Его день проходил в бегах, он смотрел всё: и то, что шло на конкурс, и то, что проходило по внеконурсной программе; его интересовали фильмы, отобранные для секции «Особый взгляд», и документальное швейцарское кино; он бегал от одного кинотеатра к другому, иногда не досматривая фильм до конца, чтобы успеть на следующее важное зрелище, чтобы к вечеру, окончательно одурев, проглотить впопыхах здоровенный сэндвич из городского супермаркета, заскочить в номер, принять душ и, приодевшись, застолбить место на Пьяцца Гранде, рядом с сотнями таких же, как он, зрителей, взволнованных предвкушением готового вот-вот развернуться под открытым небом парада звезд и звездочек самой разной величины.

Умом он понимал, что ему следует как можно быстрее возвращаться в Берн, начинать устраивать будущее, что-то делать… Но он старательно гнал от себя эти неприятные мысли. Право же, зачем ему ехать назад, если он нашел то, что всю жизнь искал: безделье, не сопровождаемое угрызениями совести, независимость, пусть и сиюминутную, а главное, возможность находиться рядом с людьми, беспристрастно наблюдать за ними, не принимая участия ни в их жизни, ни в их заботах. Он нашел наконец свою Италию.


Время летело незаметно, с той чарующей легкостью, которая наступает после долгих бессмысленных действий и суеты. Мы постепенно втягиваемся в окружающую жизнь, привыкаем к ее монотонному, никогда не надоедающему ритму и начинаем искренне верить, что мгновение равнозначно вечности, а вечность – всего лишь пустой раздражающий звук.

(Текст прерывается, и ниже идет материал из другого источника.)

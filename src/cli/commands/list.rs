use crate::cli::commands::open_workspace;
use crate::cli::parser::Commands;
use crate::config::Config;
use crate::core::events::refresh_status;
use crate::errors::AppResult;
use crate::models::Collection;
use crate::ui::messages::info;
use crate::utils::colors::{
    GREY, color_for_event_status, color_for_member_status, color_for_optional_field, paint,
};
use crate::utils::date::today;
use crate::utils::table::Table;

pub fn handle(cmd: &Commands, cfg: &Config) -> AppResult<()> {
    if let Commands::List { what, unresolved } = cmd {
        let (_store, ws) = open_workspace(cfg)?;

        let table = match what {
            Collection::Roster => {
                let mut t = Table::new([
                    "key", "name", "department", "group", "part", "position", "status",
                ]);
                for m in &ws.roster {
                    t.add_row(vec![
                        m.key.clone(),
                        m.name.clone(),
                        m.department.clone(),
                        m.group.clone(),
                        m.part.clone(),
                        m.position.clone(),
                        paint(m.status.as_str(), color_for_member_status(m.status)),
                    ]);
                }
                t
            }
            Collection::Events => {
                let mut t = Table::new([
                    "id", "name", "key", "start", "end", "category", "status", "purpose",
                ]);
                // stored status is as of the import; show it as of today
                let events = refresh_status(&ws.events, today());
                for ev in events.iter().filter(|e| !*unresolved || e.key.is_none()) {
                    let key = ev.key.as_deref().unwrap_or("-");
                    t.add_row(vec![
                        ev.id.clone(),
                        ev.name.clone(),
                        paint(key, color_for_optional_field(ev.key.as_deref())),
                        ev.start.clone(),
                        ev.end.clone(),
                        ev.category.as_str().to_string(),
                        paint(ev.status.as_str(), color_for_event_status(ev.status)),
                        ev.purpose.clone(),
                    ]);
                }
                t
            }
            Collection::Records => {
                let mut t = Table::new([
                    "id",
                    "name",
                    "group",
                    "part",
                    "destination",
                    "start",
                    "end",
                    "purpose",
                ]);
                for r in ws.records.iter().filter(|r| !*unresolved || r.key.is_none()) {
                    let mut row = vec![
                        r.id.clone(),
                        r.name.clone(),
                        r.group.clone(),
                        r.part.clone(),
                        r.destination.clone(),
                        r.start.clone(),
                        r.end.clone(),
                        r.purpose.clone(),
                    ];
                    if cfg.show_raw_columns {
                        row.push(paint(&r.raw.join(" | "), GREY));
                    }
                    t.add_row(row);
                }
                if cfg.show_raw_columns {
                    t.headers.push("raw".to_string());
                }
                t
            }
        };

        if table.is_empty() {
            info(format!("No {} stored.", what.as_str()));
        } else {
            print!("{}", table.render());
        }
    }
    Ok(())
}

Проснувшись в пятницу, он с тоской подумал: «Завтра уезжать. Ох, как не хочется». Следующая его мысль была уже более конкретна: «Черт возьми, я ведь так и не побывал на Мостре».

Справедливости ради надо отметить, что в первый день после беседы с директором фестиваля, полный энтузиазма, он пустился было на поиски выставки, посвященной Висконти, но единственное, что он обнаружил, были развалины небольшого средневекового замка, расположенного на выезде из города. Пожилая женщина, обслуживающая руины, принадлежавшие с незапамятных времен аристократическому роду Висконти, недоуменно посмотрела на него: ни о какой Mostra она не слышала – и посоветовала ему обратиться в туристическое бюро.

Спасибо.

Потом стало как-то не до того, не до Мостры, но больше откладывать посещение было нельзя. Да и интересно же все-таки посмотреть, какими экспонатами устроители этой выставки собирались привлечь посетителей, и потом, к Висконти у него были свои особые счеты.

В результате он решил после обеда никуда не ходить, разве что быстренько заглянуть на пресс-конференцию братьев Тавиани, а затем по наитию, вслепую, не консультируясь с картой и никого не спрашивая, выйти прямиком на то место, где эта Мостра располагалась.


Пресс-конференция модных итальянских режиссеров затянулась, и, когда он быстренько пересек пьяццу и пошел по направлению к озеру, южный августовский день начинал потихоньку готовиться ко сну. Он было заблудился, но довольно быстро сориентировался; сообразив, где находится, свернул вправо и оказался на площади Педраццини. Красный язычок указателя нацелился на небольшую виллу, у входа в которую висела скромная вывеска «Mostra Visconti».

Мостра размещалась в небольшой уютной вилле начала двадцатого века в стиле модерн. С ее наглухо затворенными деревянными ставнями, узкими балкончиками и посыпанной гравием дорожкой, которая вела к освещенному входу, она, казалось, существовала сама по себе, в своем особом мире.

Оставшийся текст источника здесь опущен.